Authorities say an unlicensed teenage driver somehow got access to a rented SUV before crashing into a tree and killing five children.
The tragic one-vehicle crash on the Hutchinson River Parkway in Scarsdale, New York, in the afternoon of Sunday, March 20, left the families and local community in shock as it took the lives of five young people.
The victims were three boys and two girls, all either siblings or cousins and were identified as Malik Smith, the 16-year-old unlicensed driver; Anthony Billips Jr., 17; Zahnyiah Cross, 12; Shawnell Cross, 11; and Andrew Billips, 8.

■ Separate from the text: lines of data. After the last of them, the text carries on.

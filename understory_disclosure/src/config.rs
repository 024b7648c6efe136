// Copyright 2025 the Understory Authors
// SPDX-License-Identifier: Apache-2.0 OR MIT

//! Static configuration for a disclosure and its validation.

use understory_placement::{Align, DEFAULT_OFFSET, Placement, Placer};

/// Default show delay in milliseconds.
pub const DEFAULT_DELAY_MS: u64 = 100;

bitflags::bitflags! {
    /// Which input families may open (and close) the overlay.
    ///
    /// Escape and unmount are always honored.
    #[derive(Clone, Copy, Debug, PartialEq, Eq, Hash)]
    #[cfg_attr(feature = "serde", derive(serde::Serialize, serde::Deserialize))]
    pub struct Triggers: u8 {
        /// Pointer enter opens, pointer leave closes.
        const HOVER = 0b0000_0001;
        /// Focus gained opens, focus lost closes.
        const FOCUS = 0b0000_0010;
    }
}

impl Default for Triggers {
    fn default() -> Self {
        Self::HOVER | Self::FOCUS
    }
}

/// Configuration rejected by [`DisclosureConfig::validate`].
#[derive(Clone, Debug, PartialEq, thiserror::Error)]
pub enum ConfigError {
    /// The offset is negative.
    #[error("offset must be non-negative, got {0}")]
    NegativeOffset(f64),
    /// The offset is NaN or infinite.
    #[error("offset must be finite, got {0}")]
    NonFiniteOffset(f64),
}

/// Construction-time configuration for a
/// [`DisclosureController`](crate::controller::DisclosureController).
///
/// ```
/// use understory_disclosure::config::DisclosureConfig;
/// use understory_placement::Placement;
///
/// let config = DisclosureConfig::default()
///     .placement(Placement::Right)
///     .delay_ms(300)
///     .show_arrow(false);
/// assert!(config.validate().is_ok());
/// assert!(DisclosureConfig::default().offset(-1.0).validate().is_err());
/// ```
#[derive(Clone, Debug, PartialEq)]
#[cfg_attr(feature = "serde", derive(serde::Serialize, serde::Deserialize))]
#[cfg_attr(feature = "serde", serde(default))]
pub struct DisclosureConfig {
    /// Side of the trigger the overlay is placed on.
    pub placement: Placement,
    /// Cross-axis alignment.
    pub align: Align,
    /// Delay before showing, in milliseconds. `0` shows on the next tick.
    pub delay_ms: u64,
    /// When set, nothing opens the overlay.
    pub disabled: bool,
    /// Gap between trigger and overlay.
    pub offset: f64,
    /// Whether the host draws an arrow indicator. Purely cosmetic.
    pub show_arrow: bool,
    /// Input families that drive the overlay.
    pub triggers: Triggers,
}

impl Default for DisclosureConfig {
    fn default() -> Self {
        Self {
            placement: Placement::default(),
            align: Align::default(),
            delay_ms: DEFAULT_DELAY_MS,
            disabled: false,
            offset: DEFAULT_OFFSET,
            show_arrow: true,
            triggers: Triggers::default(),
        }
    }
}

impl DisclosureConfig {
    /// Set the placement side.
    #[must_use]
    pub fn placement(mut self, placement: Placement) -> Self {
        self.placement = placement;
        self
    }

    /// Set the cross-axis alignment.
    #[must_use]
    pub fn align(mut self, align: Align) -> Self {
        self.align = align;
        self
    }

    /// Set the show delay in milliseconds.
    #[must_use]
    pub fn delay_ms(mut self, ms: u64) -> Self {
        self.delay_ms = ms;
        self
    }

    /// Set the disabled flag.
    #[must_use]
    pub fn disabled(mut self, disabled: bool) -> Self {
        self.disabled = disabled;
        self
    }

    /// Set the trigger/overlay gap.
    #[must_use]
    pub fn offset(mut self, offset: f64) -> Self {
        self.offset = offset;
        self
    }

    /// Set whether an arrow is drawn.
    #[must_use]
    pub fn show_arrow(mut self, show: bool) -> Self {
        self.show_arrow = show;
        self
    }

    /// Set the input families that drive the overlay.
    #[must_use]
    pub fn triggers(mut self, triggers: Triggers) -> Self {
        self.triggers = triggers;
        self
    }

    /// The placement part of this configuration.
    pub fn placer(&self) -> Placer {
        Placer {
            placement: self.placement,
            align: self.align,
            offset: self.offset,
        }
    }

    /// Check the configuration.
    pub fn validate(&self) -> Result<(), ConfigError> {
        if !self.offset.is_finite() {
            return Err(ConfigError::NonFiniteOffset(self.offset));
        }
        if self.offset < 0.0 {
            return Err(ConfigError::NegativeOffset(self.offset));
        }
        Ok(())
    }
}

#[cfg(test)]
mod tests {
    use super::*;

    #[test]
    fn defaults() {
        let c = DisclosureConfig::default();
        assert_eq!(c.delay_ms, 100);
        assert_eq!(c.offset, 12.0);
        assert_eq!(c.placement, Placement::Top);
        assert!(!c.disabled, "enabled by default");
        assert!(c.show_arrow, "arrow by default");
        assert_eq!(c.triggers, Triggers::HOVER | Triggers::FOCUS);
        assert_eq!(c.validate(), Ok(()));
    }

    #[test]
    fn rejects_bad_offsets() {
        let c = DisclosureConfig::default();
        assert_eq!(
            c.clone().offset(-0.5).validate(),
            Err(ConfigError::NegativeOffset(-0.5))
        );
        assert!(matches!(
            c.clone().offset(f64::NAN).validate(),
            Err(ConfigError::NonFiniteOffset(_))
        ));
        assert_eq!(
            c.clone().offset(f64::INFINITY).validate(),
            Err(ConfigError::NonFiniteOffset(f64::INFINITY))
        );
        assert_eq!(c.offset(0.0).validate(), Ok(()));
    }

    #[test]
    fn placer_mirrors_config() {
        let c = DisclosureConfig::default()
            .placement(Placement::Left)
            .align(Align::End)
            .offset(3.0);
        let p = c.placer();
        assert_eq!(p.placement, Placement::Left);
        assert_eq!(p.align, Align::End);
        assert_eq!(p.offset, 3.0);
    }
}
// Copyright 2025 the Understory Authors
// SPDX-License-Identifier: Apache-2.0 OR MIT

//! Runnable demos for the Understory overlay crates. See `examples/`.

Malik Smith, 16, reportedly would drive often and his father was aware of it but had urged him against it.
Authorities are yet to clear up how Smith got access to the rented vehicle.
At 12.20 am local time on Sunday, the SUV continued straight at a curve on the highway, struck a boulder, and then hit a tree.
Speed does not appear to have been a factor, and it is believed that the driver may have fallen asleep or become distracted before the crash.
The car veered off the road and hit the boulder and tree, causing a fire that a Westchester County police officer tried unsuccessfully to put out.
A 9-year-old boy, who was apparently riding in the rear cargo area of the SUV, was the only survivor.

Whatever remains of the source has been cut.